Taking enforcement action over relatively minor community disorder issues was the heart of the broken windows theory. The metaphor of the broken window illustrated a lack of community care that leads to others disregarding care and courtesy in a neighborhood. If we made sure the window got fixed, that prohibited public alcohol use was addressed, and that loitering and jumping turnstiles at admission points resulted in an enforcement action, those who thought nobody cares and anything goes would start behaving because people would care enough to intervene.

The Violent Crime Control and Law Enforcement Act of 1994, known now as the 1994 crime bill or the Clinton crime bill, pushed 16 billion dollars into the criminal justice system. A hallmark of the bill was funding for 100,000 new police officers to be hired to engage in community policing – a term not everyone liked and not everyone agreed on what it even meant. More money went for prison construction than policing. The effort was followed by dramatic reductions in crime, particularly murder.

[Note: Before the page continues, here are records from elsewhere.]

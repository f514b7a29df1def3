use sea_orm::entity::prelude::*;
use serde::{Deserialize, Serialize};

/// ExtensionVersion 实体，对应数据库中的extension_version表
///
/// (extension_id, version) 上有唯一索引。
#[derive(Clone, Debug, PartialEq, Eq, DeriveEntityModel, Serialize, Deserialize)]
#[sea_orm(table_name = "extension_version")]
pub struct Model {
    #[sea_orm(primary_key)]
    pub id: i64,

    #[sea_orm(column_type = "String(Some(255))")]
    pub version: String,

    pub extension_id: i64,

    #[sea_orm(column_type = "String(Some(255))", nullable)]
    pub display_name: Option<String>,

    #[sea_orm(column_type = "Text", nullable)]
    pub description: Option<String>,

    #[sea_orm(nullable)]
    pub timestamp: Option<DateTimeUtc>,
}

#[derive(Copy, Clone, Debug, EnumIter, DeriveRelation)]
pub enum Relation {
    #[sea_orm(
        belongs_to = "super::extension::Entity",
        from = "Column::ExtensionId",
        to = "super::extension::Column::Id"
    )]
    Extension,
}

impl Related<super::extension::Entity> for Entity {
    fn to() -> RelationDef {
        Relation::Extension.def()
    }
}

impl ActiveModelBehavior for ActiveModel {}

impl From<Model> for vsx_domain::ExtensionVersion {
    fn from(model: Model) -> Self {
        vsx_domain::ExtensionVersion {
            id: model.id,
            version: model.version,
            extension_id: model.extension_id,
            display_name: model.display_name,
            description: model.description,
            timestamp: model.timestamp,
        }
    }
}
use crate::database::{extension, extension_version, namespace};
use async_trait::async_trait;
use sea_orm::sea_query::{Expr, Func, SimpleExpr};
use sea_orm::{
    ColumnTrait, DatabaseConnection, EntityTrait, JoinType, QueryFilter, QuerySelect, RelationTrait,
};
use std::sync::Arc;
use tracing::{debug, error};
use vsx_api::{at_most_one, ExtensionLookup, LookupError, LookupResult, VersionLookup};
use vsx_domain::{Extension, ExtensionVersion};

/// SeaOrmVersionLookup 使用Sea-ORM实现的版本查询
pub struct SeaOrmVersionLookup {
    db: Arc<DatabaseConnection>,
}

impl SeaOrmVersionLookup {
    pub fn new(db: Arc<DatabaseConnection>) -> Self {
        Self { db }
    }
}

/// `LOWER(table.column) = LOWER(value)`
///
/// 两侧都交给数据库转换，保证与后端的大小写规则一致
/// （SQLite的LOWER只处理ASCII字符）。
fn lower_eq<E, C>(entity: E, column: C, value: &str) -> SimpleExpr
where
    E: EntityTrait + 'static,
    C: ColumnTrait + 'static,
{
    Expr::expr(Func::lower(Expr::col((entity, column)))).eq(Func::lower(Expr::val(value)))
}

/// 记录一致性错误后原样返回
fn log_inconsistency(err: LookupError) -> LookupError {
    if let LookupError::Inconsistent { entity, key } = &err {
        error!(entity = *entity, key = %key, "Uniqueness violated for singular lookup");
    }
    err
}

#[async_trait]
impl VersionLookup for SeaOrmVersionLookup {
    async fn find_by_extension(&self, extension: &Extension) -> LookupResult<Vec<ExtensionVersion>> {
        let rows = extension_version::Entity::find()
            .filter(extension_version::Column::ExtensionId.eq(extension.id))
            .all(&*self.db)
            .await
            .map_err(LookupError::storage)?;

        debug!(extension = %extension.full_name(), count = rows.len(), "Listed extension versions");
        Ok(rows.into_iter().map(Into::into).collect())
    }

    async fn find_by_version_and_extension(
        &self,
        version: &str,
        extension: &Extension,
    ) -> LookupResult<Option<ExtensionVersion>> {
        let rows = extension_version::Entity::find()
            .filter(extension_version::Column::Version.eq(version))
            .filter(extension_version::Column::ExtensionId.eq(extension.id))
            .all(&*self.db)
            .await
            .map_err(LookupError::storage)?;

        // MySQL默认排序规则下 = 不区分大小写，这里再做一次精确比较
        let rows: Vec<_> = rows.into_iter().filter(|m| m.version == version).collect();

        debug!(version, extension = %extension.full_name(), found = !rows.is_empty(), "Looked up extension version");
        at_most_one(rows, "extension_version", || {
            format!("{}@{}", version, extension.full_name())
        })
        .map(|found| found.map(Into::into))
        .map_err(log_inconsistency)
    }

    async fn find_by_version_and_names(
        &self,
        version: &str,
        extension_name: &str,
        namespace_name: &str,
    ) -> LookupResult<Option<ExtensionVersion>> {
        let rows = extension_version::Entity::find()
            .join(JoinType::InnerJoin, extension_version::Relation::Extension.def())
            .join(JoinType::InnerJoin, extension::Relation::Namespace.def())
            .filter(extension_version::Column::Version.eq(version))
            .filter(lower_eq(extension::Entity, extension::Column::Name, extension_name))
            .filter(lower_eq(namespace::Entity, namespace::Column::Name, namespace_name))
            .all(&*self.db)
            .await
            .map_err(LookupError::storage)?;

        let rows: Vec<_> = rows.into_iter().filter(|m| m.version == version).collect();

        debug!(version, extension_name, namespace_name, found = !rows.is_empty(), "Looked up extension version by names");
        at_most_one(rows, "extension_version", || {
            format!("{}@{}.{}", version, namespace_name, extension_name)
        })
        .map(|found| found.map(Into::into))
        .map_err(log_inconsistency)
    }
}

#[async_trait]
impl ExtensionLookup for SeaOrmVersionLookup {
    async fn find_by_names(
        &self,
        extension_name: &str,
        namespace_name: &str,
    ) -> LookupResult<Option<Extension>> {
        let rows = extension::Entity::find()
            .find_also_related(namespace::Entity)
            .filter(lower_eq(extension::Entity, extension::Column::Name, extension_name))
            .filter(lower_eq(namespace::Entity, namespace::Column::Name, namespace_name))
            .all(&*self.db)
            .await
            .map_err(LookupError::storage)?;

        let extensions: Vec<Extension> = rows
            .into_iter()
            .filter_map(|(ext, ns)| ns.map(|ns| ext.into_domain(ns)))
            .collect();

        debug!(extension_name, namespace_name, found = !extensions.is_empty(), "Looked up extension by names");
        at_most_one(extensions, "extension", || {
            format!("{}.{}", namespace_name, extension_name)
        })
        .map_err(log_inconsistency)
    }
}
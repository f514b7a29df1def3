pub mod lookup;

pub use lookup::{
    at_most_one, ExtensionLookup, LookupError, LookupResult, VersionLookup,
};
pub mod error;

pub use error::{LookupError, LookupResult};

use async_trait::async_trait;
use vsx_domain::{Extension, ExtensionVersion};

/// VersionLookup trait 定义扩展版本的只读查询
///
/// 未找到不是错误：列表查询返回空集合，单条查询返回None。
#[async_trait]
pub trait VersionLookup: Send + Sync {
    /// 列出属于指定扩展的所有版本，顺序不保证
    async fn find_by_extension(&self, extension: &Extension) -> LookupResult<Vec<ExtensionVersion>>;

    /// 按版本字符串（区分大小写）和所属扩展精确查找
    async fn find_by_version_and_extension(
        &self,
        version: &str,
        extension: &Extension,
    ) -> LookupResult<Option<ExtensionVersion>>;

    /// 按版本字符串、扩展名和命名空间名查找
    ///
    /// 版本区分大小写，扩展名和命名空间名不区分大小写。
    async fn find_by_version_and_names(
        &self,
        version: &str,
        extension_name: &str,
        namespace_name: &str,
    ) -> LookupResult<Option<ExtensionVersion>>;
}

/// ExtensionLookup trait 按名称解析扩展
#[async_trait]
pub trait ExtensionLookup: Send + Sync {
    /// 扩展名和命名空间名均不区分大小写
    async fn find_by_names(
        &self,
        extension_name: &str,
        namespace_name: &str,
    ) -> LookupResult<Option<Extension>>;
}

/// 将查询结果收敛为至多一条记录，多条匹配时返回Inconsistent错误
pub fn at_most_one<T>(
    mut rows: Vec<T>,
    entity: &'static str,
    key: impl FnOnce() -> String,
) -> LookupResult<Option<T>> {
    match rows.len() {
        0 => Ok(None),
        1 => Ok(rows.pop()),
        _ => Err(LookupError::Inconsistent {
            entity,
            key: key(),
        }),
    }
}
pub mod registry;

pub use registry::{
    DefaultVersionService, ExtensionDetail, ExtensionVersions, ServiceError, ServiceResult, VersionService,
};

New York City’s efforts to crack down on “quality of life” offenses like obstructing traffic for begging, avoiding subway fares by jumping the gates, and littering were heralded as a great success in the era of responding to “broken windows”.  Their use of computer models and monitoring of hotspots with subsequent adding of resources to respond to crime trends became a model for large agencies.

In order to build resumes and satisfy federal grant requirements all manner of police activities became labeled community policing. Cops playing basketball, calling neighborhood meetings, establishing watch groups, handing out baseball cards, doing foot patrol, and pledging to spend more time chatting up folks all counted toward the tally of community policing activities. All of this was designed to bridge the gap between the community and the police officers who serve there.

Yet, here we are twenty years later in one of the most anti-law enforcement atmospheres in our history. The wildly successful 1994 bill is now criticized for contributing to mass incarceration and disparate treatment of minorities. Police are being asked to stop enforcing the law instead of assertively addressing it. Instead of avoiding broken windows, they are being asked to stand down while they are being broken. Police officers who stop to check on someone’s well-being are risking their careers. A broken tail light or expired license plate must be ignored. A person causing a disturbance gets a social worker instead of a police officer.

Perhaps the old adage “familiarity breeds contempt” is at play here. Maybe citizens want their police officers to do police work and not be playing stickball with the kids. Perhaps the police don’t have to go to lots of meetings and spend their time investigating crimes. Maybe what the politicians called community policing and attached millions of dollars to is just policing, and the community part is a natural byproduct of being confident that law enforcement is best connected to the community when police are allowed to do what they do best. It’s called police work.